In her December 2014 article written for BBC History Magazine, Whitelock wrote: “The marriage treaty was as ‘favourable as possible for the interest and security and even the grandeur of England’, with Mary’s legal rights as queen preserved and Spanish influence kept to a minimum.”
In January 1554 Mary faced – and later defeated – a Protestant rebellion led by landowner Thomas Wyatt that aimed to prevent the match with Philip. Wyatt was later executed at Tower Hill. Mary imprisoned her half-sister Elizabeth at the Tower of London in 1554, suspecting her of involvement in Wyatt’s plot against her. Elizabeth was later released into house arrest in the country.
A peculiar episode in Mary’s reign was her phantom pregnancy of 1555. On 30 April “bells rang, bonfires were lit and there were celebrations in the street, following news that Mary I had given birth to a healthy son. But in reality there was no boy, and eventually all hope of a child died out.” The marriage was childless and Philip eventually deserted Mary, spending most of his time in Europe.
A highly impressive queen
Historians have long focused on the negative aspects of Mary’s five-year reign, branding her a religious bigot and a military failure, but in recent years Mary has been largely reappraised.
Anna Whitelock says: “Mary’s accession had changed the rules of the game, and the nature of this new feminised politics was yet to be defined, yet in many respects Mary proved more than equal to the task. Decisions over the details of the practice and power of a queen regnant became precedents for the future. In April 1554 Mary’s parliament passed the Act for Regal Power, which enshrined in law that queens held power as ‘fully, wholly and absolutely’ as their male predecessors, thereby establishing the gender-free authority of the crown.”
Mary also restructured the economy and reorganised the militia, rebuilt the navy and successfully managed her parliament. By securing the throne, Mary ensured that the crown continued along the legal line of Tudor succession.
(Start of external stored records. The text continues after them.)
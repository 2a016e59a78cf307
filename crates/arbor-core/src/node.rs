// Copyright 2025 eraflo
//
// Licensed under the Apache License, Version 2.0 (the "License");
// you may not use this file except in compliance with the License.
// You may obtain a copy of the License at
//
//     http://www.apache.org/licenses/LICENSE-2.0
//
// Unless required by applicable law or agreed to in writing, software
// distributed under the License is distributed on an "AS IS" BASIS,
// WITHOUT WARRANTIES OR CONDITIONS OF ANY KIND, either express or implied.
// See the License for the specific language governing permissions and
// limitations under the License.

//! Defines the core handle and enumeration types used to address nodes in the tree.

use std::fmt;

use serde::{Deserialize, Serialize};

/// A handle to a node stored in the tree arena.
///
/// It combines an index with a generation count to solve the "ABA problem".
/// When a node is destroyed, its slot can be recycled for a new node, but the
/// generation is incremented. Stale `NodeId`s pointing to a recycled slot no
/// longer resolve, so they can never reach the new node by accident.
#[derive(Debug, Clone, Copy, PartialEq, Eq, Hash, PartialOrd, Ord, Serialize, Deserialize)]
pub struct NodeId {
    /// The index of the node's slot in the arena.
    pub index: u32,
    /// A generation counter that is incremented each time the slot is recycled.
    pub generation: u32,
}

impl fmt::Display for NodeId {
    fn fmt(&self, f: &mut fmt::Formatter<'_>) -> fmt::Result {
        write!(f, "{}v{}", self.index, self.generation)
    }
}

/// The cascaded properties of a node.
///
/// Every variant has a local value set by callers and a world value derived from
/// the local value and the parent's world value.
#[derive(Debug, Clone, Copy, PartialEq, Eq, Hash, Serialize, Deserialize)]
pub enum WorldProperty {
    /// Whether the node takes part in the Update pass. Combined with AND.
    Enabled,
    /// Whether the node takes part in the Draw pass. Combined with AND.
    Visible,
    /// Whether the node is interactive. Combined with AND.
    Active,
    /// Draw ordering. Combined by addition.
    ZOrder,
    /// Spatial transform of transformable nodes. Combined by matrix composition.
    Transform,
}

impl WorldProperty {
    /// Every cascaded property, in the order a full recompute visits them.
    pub const ALL: [WorldProperty; 5] = [
        WorldProperty::Enabled,
        WorldProperty::Visible,
        WorldProperty::Active,
        WorldProperty::ZOrder,
        WorldProperty::Transform,
    ];
}

/// Traversal policy used when collecting children of a node.
#[derive(Debug, Clone, Copy, PartialEq, Eq, Hash, Default)]
pub enum CollectMode {
    /// Direct children only.
    #[default]
    Shallow,
    /// Direct children that match; non-matching children are searched recursively
    /// instead. The search stops at the first match on every branch.
    ShallowDescending,
    /// Every matching descendant at any depth, recursing through matches as well.
    Descending,
}
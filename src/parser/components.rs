use serde::Deserialize;
use serde_json::Value as JsonValue;
use std::collections::HashMap;

/// Component definition as listed in an API response's `components` map
#[derive(Debug, Clone, Default, PartialEq, Deserialize)]
#[serde(rename_all = "camelCase", default)]
pub struct ComponentMeta {
    pub name: String,
    pub component_set_id: Option<String>,
    pub remote: bool,
}

/// Component set (variant group) as listed in a response's `componentSets` map
#[derive(Debug, Clone, Default, PartialEq, Deserialize)]
#[serde(rename_all = "camelCase", default)]
pub struct ComponentSetMeta {
    pub name: String,
    pub remote: bool,
}

/// Display name and origin of the component an instance points to
#[derive(Debug, Clone, PartialEq, Eq)]
pub struct ResolvedComponent {
    pub name: String,
    pub remote: bool,
}

/// Component lookups keyed by component id
#[derive(Debug, Clone, Default, PartialEq)]
pub struct ComponentLookup {
    pub components: HashMap<String, ComponentMeta>,
    pub component_sets: HashMap<String, ComponentSetMeta>,
}

impl ComponentLookup {
    /// Merge the `components` and `componentSets` maps of a response object
    ///
    /// Entries that don't match the expected shape are skipped.
    pub fn extend_from(&mut self, container: &JsonValue) {
        if let Some(components) = container.get("components").and_then(|v| v.as_object()) {
            for (id, meta) in components {
                match serde_json::from_value::<ComponentMeta>(meta.clone()) {
                    Ok(meta) => {
                        self.components.insert(id.clone(), meta);
                    }
                    Err(err) => tracing::debug!(id = %id, %err, "skipping malformed component"),
                }
            }
        }

        if let Some(sets) = container.get("componentSets").and_then(|v| v.as_object()) {
            for (id, meta) in sets {
                match serde_json::from_value::<ComponentSetMeta>(meta.clone()) {
                    Ok(meta) => {
                        self.component_sets.insert(id.clone(), meta);
                    }
                    Err(err) => tracing::debug!(id = %id, %err, "skipping malformed component set"),
                }
            }
        }
    }

    /// Resolve the component an instance references
    ///
    /// Variants report the name of their component set, so all variants of a
    /// button resolve to "Button" rather than "Size=Large, State=Hover".
    pub fn resolve(&self, component_id: &str) -> Option<ResolvedComponent> {
        let component = self.components.get(component_id)?;
        let set = component
            .component_set_id
            .as_deref()
            .and_then(|set_id| self.component_sets.get(set_id));

        Some(match set {
            Some(set) => ResolvedComponent {
                name: set.name.clone(),
                remote: component.remote || set.remote,
            },
            None => ResolvedComponent {
                name: component.name.clone(),
                remote: component.remote,
            },
        })
    }
}

#[cfg(test)]
mod tests {
    use super::*;
    use serde_json::json;

    fn lookup() -> ComponentLookup {
        let mut lookup = ComponentLookup::default();
        lookup.extend_from(&json!({
            "components": {
                "1:1": {"key": "k1", "name": "Icon/Close", "remote": true},
                "1:2": {"key": "k2", "name": "Size=Large", "componentSetId": "1:9"},
                "1:3": {"key": "k3", "name": "Orphan", "componentSetId": "9:9"},
                "1:4": "not an object"
            },
            "componentSets": {
                "1:9": {"key": "k9", "name": "Button"}
            }
        }));
        lookup
    }

    #[test]
    fn test_resolve_plain_component() {
        let resolved = lookup().resolve("1:1").unwrap();
        assert_eq!(resolved.name, "Icon/Close");
        assert!(resolved.remote);
    }

    #[test]
    fn test_resolve_variant_uses_set_name() {
        let resolved = lookup().resolve("1:2").unwrap();
        assert_eq!(resolved.name, "Button");
        assert!(!resolved.remote);
    }

    #[test]
    fn test_resolve_with_missing_set_falls_back() {
        assert_eq!(lookup().resolve("1:3").unwrap().name, "Orphan");
    }

    #[test]
    fn test_unknown_and_malformed_components() {
        let lookup = lookup();
        assert!(lookup.resolve("404:1").is_none());
        assert!(lookup.resolve("1:4").is_none());
        assert_eq!(lookup.components.len(), 3);
    }
}
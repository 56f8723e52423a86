use crate::simplify::{GlobalVars, StyleValue};
use crate::types::{ImageAsset, ImageAssetKind, SimplifiedNode, IMAGE_SVG_TYPE};
use std::collections::HashSet;

/// Collect downloadable images from a simplified tree
///
/// Walks `nodes` in document order. Every `IMAGE-SVG` node yields an SVG asset.
/// Every image fill yields a FILL asset the first time its `imageRef` is seen;
/// later nodes sharing the same reference add nothing.
///
/// # Arguments
/// * `nodes` - Top-level simplified nodes
/// * `globals` - The table the nodes' `fills` ids point into
pub fn collect_image_assets(nodes: &[SimplifiedNode], globals: &GlobalVars) -> Vec<ImageAsset> {
    let mut assets = Vec::new();
    let mut seen_refs = HashSet::new();
    collect_recursive(nodes, globals, &mut seen_refs, &mut assets);
    assets
}

fn collect_recursive(
    nodes: &[SimplifiedNode],
    globals: &GlobalVars,
    seen_refs: &mut HashSet<String>,
    assets: &mut Vec<ImageAsset>,
) {
    for node in nodes {
        if node.node_type == IMAGE_SVG_TYPE {
            assets.push(ImageAsset {
                node_id: node.id.clone(),
                file_name: format!("{}.svg", file_stem(node)),
                kind: ImageAssetKind::Svg,
                image_ref: None,
            });
        }

        let fills = node.fills.as_deref().and_then(|id| globals.get(id));
        if let Some(StyleValue::Fills(paints)) = fills {
            for image_ref in paints.iter().filter_map(|paint| paint.image_ref.as_deref()) {
                if seen_refs.insert(image_ref.to_string()) {
                    assets.push(ImageAsset {
                        node_id: node.id.clone(),
                        file_name: format!("{}_fill.png", file_stem(node)),
                        kind: ImageAssetKind::Fill,
                        image_ref: Some(image_ref.to_string()),
                    });
                }
            }
        }

        collect_recursive(&node.children, globals, seen_refs, assets);
    }
}

/// Sanitized node name, or the sanitized id for unnamed nodes
fn file_stem(node: &SimplifiedNode) -> String {
    if node.name.is_empty() {
        sanitize_file_name(&node.id)
    } else {
        sanitize_file_name(&node.name)
    }
}

/// Replace every character that is not an ASCII letter or digit with `_`
pub fn sanitize_file_name(name: &str) -> String {
    name.chars()
        .map(|c| if c.is_ascii_alphanumeric() { c } else { '_' })
        .collect()
}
Not such a military failure
Mary is remembered for her unsuccessful war against France that led to the loss of Calais, England’s last possession in France, in January 1558. But before the loss of Calais, Mary enjoyed military successes. For example, in August 1557 English and Spanish forces captured Saint-Quentin, an action in which some 3,000 French troops were killed and 7,000 captured, including their commander Anne de Montmorency, the constable of France.
A Westminster burial
Mary died on 17 November 1558, possibly from cancer, leaving the crown to her half-sister Elizabeth. Mary is buried beneath Elizabeth I in Westminster Abbey. King James I arranged for Elizabeth I to be dug up from elsewhere in the abbey three years after her death and moved into Mary’s grave.